A Phantom at the Opera? The Haunted Opera (A Marie-Grace Mystery) by Sarah Masters Buckey

"None of us had crossed the Atlantic before, and we were all quite excited about our American debut!" said Miss Bell.
But, she continued, during the trip Henrietta, one of the major singers, had come down with a fever. Mr. Foxcroft had canceled their performance and arranged for her to recover in Cuba.
Now the company need a local singer to replace Henrietta, and Marie-Grace's Aunt Oceane had been chosen.  She would also be Miss Bell's understudy.
Miss Bell pursed her lips.  "I've heard that there were--er--some problems the last time The Crown Diamonds was performed in New Orleans...  but I'm sure nothing will go wrong this time." She gave a little nervous laugh.
Marie-Grace and Cecile exchanged a glance. Marie-Grace wondered, "What did happen last time?"

It is 1843 in New Orleans, and the town is abuzz with talk about the British opera company, with a famous soprano and dashing leading man, soon to open at the St. Charles Theatre.

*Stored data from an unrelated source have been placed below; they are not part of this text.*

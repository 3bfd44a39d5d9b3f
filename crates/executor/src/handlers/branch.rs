//! Fork tree command handlers.

use branchblog_core::PostId;
use branchblog_engine::PostStore;

use crate::{Output, Result};

/// Handle Tree command.
pub fn tree(store: &PostStore, root: PostId) -> Result<Output> {
    Ok(Output::Tree(store.tree(root)?))
}

/// Handle Ancestors command.
pub fn ancestors(store: &PostStore, id: PostId) -> Result<Output> {
    Ok(Output::PostIds(store.ancestors(id)?))
}
//! TEXMEX `.fvecs` / `.ivecs` files.
//!
//! Each record is a little-endian `i32` element count followed by that many
//! 4-byte little-endian elements. A file ends cleanly only on a record
//! boundary.

use std::fs::File;
use std::io::{self, BufReader, BufWriter, ErrorKind, Read, Write};
use std::marker::PhantomData;
use std::path::Path;

/// A 4-byte element of a `vecs` record.
pub trait VecsElement: Sized {
    fn from_le(bytes: [u8; 4]) -> Self;
    fn to_le(&self) -> [u8; 4];
}

impl VecsElement for f32 {
    fn from_le(bytes: [u8; 4]) -> Self {
        f32::from_le_bytes(bytes)
    }

    fn to_le(&self) -> [u8; 4] {
        self.to_le_bytes()
    }
}

impl VecsElement for i32 {
    fn from_le(bytes: [u8; 4]) -> Self {
        i32::from_le_bytes(bytes)
    }

    fn to_le(&self) -> [u8; 4] {
        self.to_le_bytes()
    }
}

/// Streams the records of a `vecs` file one at a time.
pub struct VecsRecords<R, T> {
    reader: R,
    done: bool,
    _element: PhantomData<T>,
}

impl<R: Read, T: VecsElement> VecsRecords<R, T> {
    pub fn new(reader: R) -> Self {
        Self {
            reader,
            done: false,
            _element: PhantomData,
        }
    }

    fn next_record(&mut self) -> io::Result<Option<Vec<T>>> {
        let mut header = [0u8; 4];
        let mut filled = 0;
        while filled < header.len() {
            match self.reader.read(&mut header[filled..])? {
                0 if filled == 0 => return Ok(None),
                0 => {
                    return Err(io::Error::new(
                        ErrorKind::UnexpectedEof,
                        "truncated record header",
                    ))
                }
                n => filled += n,
            }
        }

        let len = usize::try_from(i32::from_le_bytes(header)).map_err(|_| {
            io::Error::new(ErrorKind::InvalidData, "negative record length")
        })?;
        let mut body = vec![0u8; len * 4];
        self.reader.read_exact(&mut body)?;
        Ok(Some(
            body.chunks_exact(4)
                .map(|b| T::from_le([b[0], b[1], b[2], b[3]]))
                .collect(),
        ))
    }
}

impl<R: Read, T: VecsElement> Iterator for VecsRecords<R, T> {
    type Item = io::Result<Vec<T>>;

    fn next(&mut self) -> Option<Self::Item> {
        if self.done {
            return None;
        }
        let record = self.next_record().transpose();
        if !matches!(record, Some(Ok(_))) {
            self.done = true;
        }
        record
    }
}

fn collect_records<R: Read, T: VecsElement>(
    reader: R,
    limit: Option<usize>,
) -> io::Result<Vec<Vec<T>>> {
    VecsRecords::new(reader)
        .take(limit.unwrap_or(usize::MAX))
        .collect()
}

/// Read float vectors, stopping after `limit` records when given.
pub fn read_fvecs_from_reader<R: Read>(
    reader: R,
    limit: Option<usize>,
) -> io::Result<Vec<Vec<f32>>> {
    collect_records(reader, limit)
}

pub fn read_ivecs_from_reader<R: Read>(
    reader: R,
    limit: Option<usize>,
) -> io::Result<Vec<Vec<i32>>> {
    collect_records(reader, limit)
}

pub fn read_fvecs<P: AsRef<Path>>(path: P, limit: Option<usize>) -> io::Result<Vec<Vec<f32>>> {
    read_fvecs_from_reader(BufReader::new(File::open(path)?), limit)
}

/// Read neighbour ids; negative entries are rejected.
pub fn read_groundtruth_from_reader<R: Read>(
    reader: R,
    limit: Option<usize>,
) -> io::Result<Vec<Vec<usize>>> {
    VecsRecords::<R, i32>::new(reader)
        .take(limit.unwrap_or(usize::MAX))
        .enumerate()
        .map(|(row, record)| -> io::Result<Vec<usize>> {
            record?
                .into_iter()
                .map(|id| {
                    usize::try_from(id).map_err(|_| {
                        io::Error::new(
                            ErrorKind::InvalidData,
                            format!("neighbour id {id} in row {row} is negative"),
                        )
                    })
                })
                .collect()
        })
        .collect()
}

pub fn read_groundtruth<P: AsRef<Path>>(
    path: P,
    limit: Option<usize>,
) -> io::Result<Vec<Vec<usize>>> {
    read_groundtruth_from_reader(BufReader::new(File::open(path)?), limit)
}

fn write_record<W: Write, T: VecsElement>(writer: &mut W, row: &[T]) -> io::Result<()> {
    let len = i32::try_from(row.len())
        .map_err(|_| io::Error::new(ErrorKind::InvalidInput, "record too long"))?;
    writer.write_all(&len.to_le_bytes())?;
    for value in row {
        writer.write_all(&value.to_le())?;
    }
    Ok(())
}

pub fn write_fvecs_to_writer<W: Write>(mut writer: W, rows: &[Vec<f32>]) -> io::Result<()> {
    for row in rows {
        write_record(&mut writer, row)?;
    }
    writer.flush()
}

/// Write neighbour ids, e.g. search results or generated ground truth.
pub fn write_ids_to_writer<W: Write>(mut writer: W, rows: &[Vec<usize>]) -> io::Result<()> {
    for row in rows {
        let ids = row
            .iter()
            .map(|&id| i32::try_from(id))
            .collect::<Result<Vec<i32>, _>>()
            .map_err(|_| io::Error::new(ErrorKind::InvalidInput, "id does not fit in i32"))?;
        write_record(&mut writer, &ids)?;
    }
    writer.flush()
}

pub fn write_fvecs<P: AsRef<Path>>(path: P, rows: &[Vec<f32>]) -> io::Result<()> {
    write_fvecs_to_writer(BufWriter::new(File::create(path)?), rows)
}

pub fn write_ids<P: AsRef<Path>>(path: P, rows: &[Vec<usize>]) -> io::Result<()> {
    write_ids_to_writer(BufWriter::new(File::create(path)?), rows)
}

/// Dimension shared by every vector, or an error for empty or ragged input.
pub fn uniform_dim(vectors: &[Vec<f32>]) -> io::Result<usize> {
    let dim = vectors
        .first()
        .map(Vec::len)
        .ok_or_else(|| io::Error::new(ErrorKind::InvalidData, "no vectors loaded"))?;
    match vectors.iter().position(|v| v.len() != dim) {
        Some(idx) => Err(io::Error::new(
            ErrorKind::InvalidData,
            format!(
                "vector {idx} has dimension {}, expected {dim}",
                vectors[idx].len()
            ),
        )),
        None => Ok(dim),
    }
}
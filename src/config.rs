use std::fs::File;
use std::io::BufReader;
use std::path::Path;

use serde::{Deserialize, Serialize};

use crate::PqError;

/// Largest cluster count a subspace may use; codes are at most 16 bits wide.
pub const MAX_CLUSTERS: usize = 1 << 16;

/// What k-means does with a cluster that ends an iteration with no members.
#[derive(Debug, Clone, Copy, Default, PartialEq, Eq, Serialize, Deserialize)]
#[serde(rename_all = "snake_case")]
pub enum EmptyClusterPolicy {
    /// Keep the previous center unchanged.
    #[default]
    KeepStale,
    /// Move the center onto the sample that is farthest from its own center.
    ReseedFromWorstFit,
}

/// Product-quantization build configuration.
#[derive(Debug, Clone, PartialEq, Serialize, Deserialize)]
#[serde(default)]
pub struct PqConfig {
    /// Number of subspaces (M). Must evenly divide the vector dimension.
    pub subspace_num: usize,
    /// Centers per subspace codebook (C). Determines the code width.
    pub clusters_per_subspace: usize,
    /// Upper bound on k-means iterations per subspace.
    pub max_iter: usize,
    /// Seed for center initialisation.
    pub seed: u64,
    pub empty_cluster_policy: EmptyClusterPolicy,
}

impl Default for PqConfig {
    fn default() -> Self {
        Self {
            subspace_num: 4,
            clusters_per_subspace: 256,
            max_iter: 20,
            seed: 0x5eed_cafe,
            empty_cluster_policy: EmptyClusterPolicy::KeepStale,
        }
    }
}

impl PqConfig {
    pub fn new(subspace_num: usize, clusters_per_subspace: usize) -> Self {
        Self {
            subspace_num,
            clusters_per_subspace,
            ..Self::default()
        }
    }

    pub fn with_max_iter(mut self, max_iter: usize) -> Self {
        self.max_iter = max_iter;
        self
    }

    pub fn with_seed(mut self, seed: u64) -> Self {
        self.seed = seed;
        self
    }

    pub fn with_empty_cluster_policy(mut self, policy: EmptyClusterPolicy) -> Self {
        self.empty_cluster_policy = policy;
        self
    }

    /// Read a configuration from a JSON file. Missing fields take their defaults.
    pub fn from_json_path<P: AsRef<Path>>(path: P) -> Result<Self, PqError> {
        let file = File::open(path)?;
        let config = serde_json::from_reader(BufReader::new(file))?;
        Ok(config)
    }

    /// Width of each subspace for vectors of dimension `dim`.
    pub fn sub_dim(&self, dim: usize) -> Result<usize, PqError> {
        self.validate(dim)?;
        Ok(dim / self.subspace_num)
    }

    /// Check the configuration against vectors of dimension `dim`.
    pub fn validate(&self, dim: usize) -> Result<(), PqError> {
        if self.subspace_num == 0 {
            return Err(PqError::InvalidConfig("subspace_num must be positive"));
        }
        if dim == 0 {
            return Err(PqError::InvalidConfig("vector dimension must be positive"));
        }
        if dim % self.subspace_num != 0 {
            return Err(PqError::IndivisibleDimension {
                dim,
                subspaces: self.subspace_num,
            });
        }
        if self.clusters_per_subspace == 0 || self.clusters_per_subspace > MAX_CLUSTERS {
            return Err(PqError::InvalidConfig(
                "clusters_per_subspace must be between 1 and 65536",
            ));
        }
        if self.max_iter == 0 {
            return Err(PqError::InvalidConfig("max_iter must be positive"));
        }
        Ok(())
    }
}

/// Parameters for a single search call.
#[derive(Debug, Clone, Copy, PartialEq, Eq)]
pub struct SearchParams {
    pub top_k: usize,
}

impl SearchParams {
    pub fn new(top_k: usize) -> Self {
        Self { top_k }
    }
}

impl Default for SearchParams {
    fn default() -> Self {
        Self::new(10)
    }
}
//! Fixed-width PQ code storage.
//!
//! Codes are held in one flat buffer, vector-major and subspace-minor:
//! entry `(i, s)` lives at `i * subspace_num + s`. The element type is the
//! narrowest unsigned integer that can address every cluster.

use crate::PqError;

/// Integer width of a single PQ code entry.
#[derive(Debug, Clone, Copy, PartialEq, Eq)]
pub enum CodeWidth {
    U8,
    U16,
}

impl CodeWidth {
    /// Narrowest width that can hold cluster ids `0..clusters`.
    pub fn for_clusters(clusters: usize) -> Option<Self> {
        match clusters {
            0 => None,
            1..=256 => Some(Self::U8),
            257..=65536 => Some(Self::U16),
            _ => None,
        }
    }

    pub fn bytes(self) -> usize {
        match self {
            Self::U8 => 1,
            Self::U16 => 2,
        }
    }

    pub fn from_bytes(bytes: u8) -> Option<Self> {
        match bytes {
            1 => Some(Self::U8),
            2 => Some(Self::U16),
            _ => None,
        }
    }

    pub fn max_clusters(self) -> usize {
        match self {
            Self::U8 => 1 << 8,
            Self::U16 => 1 << 16,
        }
    }
}

/// Borrowed view of the raw code buffer.
#[derive(Debug, Clone, Copy)]
pub enum CodeView<'a> {
    U8(&'a [u8]),
    U16(&'a [u16]),
}

#[derive(Debug, Clone, PartialEq)]
enum CodeStorage {
    U8(Vec<u8>),
    U16(Vec<u16>),
}

/// PQ codes for every database vector, positionally aligned with vector ids.
#[derive(Debug, Clone, PartialEq)]
pub struct PqCodes {
    subspace_num: usize,
    storage: CodeStorage,
}

impl PqCodes {
    /// Create an empty code set.
    pub fn new(width: CodeWidth, subspace_num: usize) -> Self {
        let storage = match width {
            CodeWidth::U8 => CodeStorage::U8(Vec::new()),
            CodeWidth::U16 => CodeStorage::U16(Vec::new()),
        };
        Self {
            subspace_num,
            storage,
        }
    }

    /// Adopt a flat `u8` buffer of `len * subspace_num` entries.
    pub fn from_u8(subspace_num: usize, data: Vec<u8>) -> Result<Self, PqError> {
        check_shape(subspace_num, data.len())?;
        Ok(Self {
            subspace_num,
            storage: CodeStorage::U8(data),
        })
    }

    /// Adopt a flat `u16` buffer of `len * subspace_num` entries.
    pub fn from_u16(subspace_num: usize, data: Vec<u16>) -> Result<Self, PqError> {
        check_shape(subspace_num, data.len())?;
        Ok(Self {
            subspace_num,
            storage: CodeStorage::U16(data),
        })
    }

    /// Interleave per-subspace assignments into vector-major codes.
    ///
    /// `assignments[s][i]` is the cluster of vector `i` in subspace `s`.
    /// Every value must fit in `width`.
    pub(crate) fn from_assignments(width: CodeWidth, assignments: &[Vec<usize>]) -> Self {
        let subspace_num = assignments.len();
        let len = assignments.first().map_or(0, Vec::len);
        let mut codes = Self::new(width, subspace_num);
        codes.reserve(len);
        let mut row = vec![0usize; subspace_num];
        for i in 0..len {
            for (slot, subspace) in row.iter_mut().zip(assignments.iter()) {
                *slot = subspace[i];
            }
            codes.push(&row);
        }
        codes
    }

    fn reserve(&mut self, vectors: usize) {
        let additional = vectors * self.subspace_num;
        match &mut self.storage {
            CodeStorage::U8(data) => data.reserve(additional),
            CodeStorage::U16(data) => data.reserve(additional),
        }
    }

    /// Append the code of one vector.
    pub fn push(&mut self, code: &[usize]) {
        assert_eq!(code.len(), self.subspace_num, "code length mismatch");
        match &mut self.storage {
            CodeStorage::U8(data) => {
                data.extend(code.iter().map(|&c| {
                    debug_assert!(c <= u8::MAX as usize);
                    c as u8
                }));
            }
            CodeStorage::U16(data) => {
                data.extend(code.iter().map(|&c| {
                    debug_assert!(c <= u16::MAX as usize);
                    c as u16
                }));
            }
        }
    }

    pub fn width(&self) -> CodeWidth {
        match self.storage {
            CodeStorage::U8(_) => CodeWidth::U8,
            CodeStorage::U16(_) => CodeWidth::U16,
        }
    }

    pub fn subspace_num(&self) -> usize {
        self.subspace_num
    }

    /// Number of encoded vectors.
    pub fn len(&self) -> usize {
        if self.subspace_num == 0 {
            return 0;
        }
        let entries = match &self.storage {
            CodeStorage::U8(data) => data.len(),
            CodeStorage::U16(data) => data.len(),
        };
        entries / self.subspace_num
    }

    pub fn is_empty(&self) -> bool {
        self.len() == 0
    }

    /// Cluster id of vector `id` in subspace `subspace`.
    #[inline]
    pub fn get(&self, id: usize, subspace: usize) -> usize {
        let offset = id * self.subspace_num + subspace;
        match &self.storage {
            CodeStorage::U8(data) => data[offset] as usize,
            CodeStorage::U16(data) => data[offset] as usize,
        }
    }

    /// The full code of vector `id`, widened to `usize`.
    pub fn code(&self, id: usize) -> Vec<usize> {
        (0..self.subspace_num).map(|s| self.get(id, s)).collect()
    }

    pub fn view(&self) -> CodeView<'_> {
        match &self.storage {
            CodeStorage::U8(data) => CodeView::U8(data),
            CodeStorage::U16(data) => CodeView::U16(data),
        }
    }

    /// Largest cluster id referenced by subspace `subspace`, if any vector exists.
    pub(crate) fn max_in_subspace(&self, subspace: usize) -> Option<usize> {
        (0..self.len()).map(|id| self.get(id, subspace)).max()
    }
}

fn check_shape(subspace_num: usize, entries: usize) -> Result<(), PqError> {
    if subspace_num == 0 {
        return Err(PqError::InvalidConfig("subspace_num must be positive"));
    }
    if entries % subspace_num != 0 {
        return Err(PqError::InvalidConfig(
            "code buffer length must be a multiple of subspace_num",
        ));
    }
    Ok(())
}

#[cfg(test)]
mod tests {
    use super::*;

    #[test]
    fn test_width_selection() {
        assert_eq!(CodeWidth::for_clusters(0), None);
        assert_eq!(CodeWidth::for_clusters(1), Some(CodeWidth::U8));
        assert_eq!(CodeWidth::for_clusters(256), Some(CodeWidth::U8));
        assert_eq!(CodeWidth::for_clusters(257), Some(CodeWidth::U16));
        assert_eq!(CodeWidth::for_clusters(65536), Some(CodeWidth::U16));
        assert_eq!(CodeWidth::for_clusters(65537), None);
    }

    #[test]
    fn test_assignments_are_interleaved_vector_major() {
        let assignments = vec![vec![0, 1, 2], vec![3, 4, 5]];
        let codes = PqCodes::from_assignments(CodeWidth::U8, &assignments);
        assert_eq!(codes.len(), 3);
        assert_eq!(codes.code(0), vec![0, 3]);
        assert_eq!(codes.code(2), vec![2, 5]);
        match codes.view() {
            CodeView::U8(raw) => assert_eq!(raw, &[0, 3, 1, 4, 2, 5]),
            CodeView::U16(_) => panic!("expected u8 codes"),
        }
    }

    #[test]
    fn test_wide_codes_keep_large_ids() {
        let mut codes = PqCodes::new(CodeWidth::U16, 2);
        codes.push(&[300, 65535]);
        assert_eq!(codes.get(0, 0), 300);
        assert_eq!(codes.get(0, 1), 65535);
        assert_eq!(codes.max_in_subspace(1), Some(65535));
    }

    #[test]
    fn test_rejects_ragged_buffers() {
        assert!(PqCodes::from_u8(3, vec![0; 7]).is_err());
        assert!(PqCodes::from_u16(0, vec![]).is_err());
        assert_eq!(PqCodes::from_u8(3, vec![0; 9]).unwrap().len(), 3);
    }
}
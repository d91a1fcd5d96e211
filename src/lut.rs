//! Per-query lookup tables for asymmetric distance computation.
//!
//! For a query `q` split into sub-vectors `q_s`, table `s` stores
//! `1 - dot(q_s, center)` for every center of codebook `s`. The approximate
//! distance of an encoded vector is then `Σ_s table[s][code[s]]`.

use crate::codebook::Codebook;
use crate::simd::inner_product_distance;

/// Lookup tables built for one query. Never shared between queries.
#[derive(Debug, Clone, PartialEq)]
pub struct LookupTable {
    tables: Vec<Vec<f32>>,
}

impl LookupTable {
    /// Build one table per codebook.
    ///
    /// `query.len()` must equal the sum of the codebook widths.
    pub fn build(query: &[f32], codebooks: &[Codebook]) -> Self {
        let mut tables = Vec::with_capacity(codebooks.len());
        let mut offset = 0usize;
        for codebook in codebooks {
            let query_sub = &query[offset..offset + codebook.dim];
            tables.push(build_subspace_table(query_sub, codebook));
            offset += codebook.dim;
        }
        debug_assert_eq!(offset, query.len());
        Self { tables }
    }

    pub fn subspace_num(&self) -> usize {
        self.tables.len()
    }

    /// Table for subspace `subspace`, indexed by cluster id.
    pub fn table(&self, subspace: usize) -> &[f32] {
        &self.tables[subspace]
    }

    /// Sum of table entries selected by `code`.
    ///
    /// `code` must hold one in-range cluster id per table. Callers scanning an
    /// index go through [`crate::PqIndex::search_with_lut`], which checks the
    /// table shapes once up front.
    #[inline]
    pub fn distance<T: Copy + Into<usize>>(&self, code: &[T]) -> f32 {
        debug_assert_eq!(code.len(), self.tables.len());
        code.iter()
            .zip(self.tables.iter())
            .map(|(&cluster, table)| table[cluster.into()])
            .sum()
    }
}

fn build_subspace_table(query_sub: &[f32], codebook: &Codebook) -> Vec<f32> {
    codebook
        .centers
        .iter()
        .map(|center| inner_product_distance(query_sub, center))
        .collect()
}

Marie-Claire and Cecile look forward to their Saturday voice lessons with Mdme. Oceane Rosseau at the opera house.  They both love singing, and the friends are delighted to get to visit with each other over tea and cookies afterward.  But with the short time before the opera's grand opening, Aunt Oceane must begin rehearsals and instead offers the two girls a chance to be her assistants during the week of preparation for the big opening.  Thrilled, Marie-Claire and Cecile decide to try to sneak a peak of the rehearsals from backstage. But the two are spotted peeping through the curtains by Mr. Foxcroft.  With a quick whispered "Allons-y," they duck down the back stairs and make their escape for the moment and decide to stay far away from the cranky director if they can.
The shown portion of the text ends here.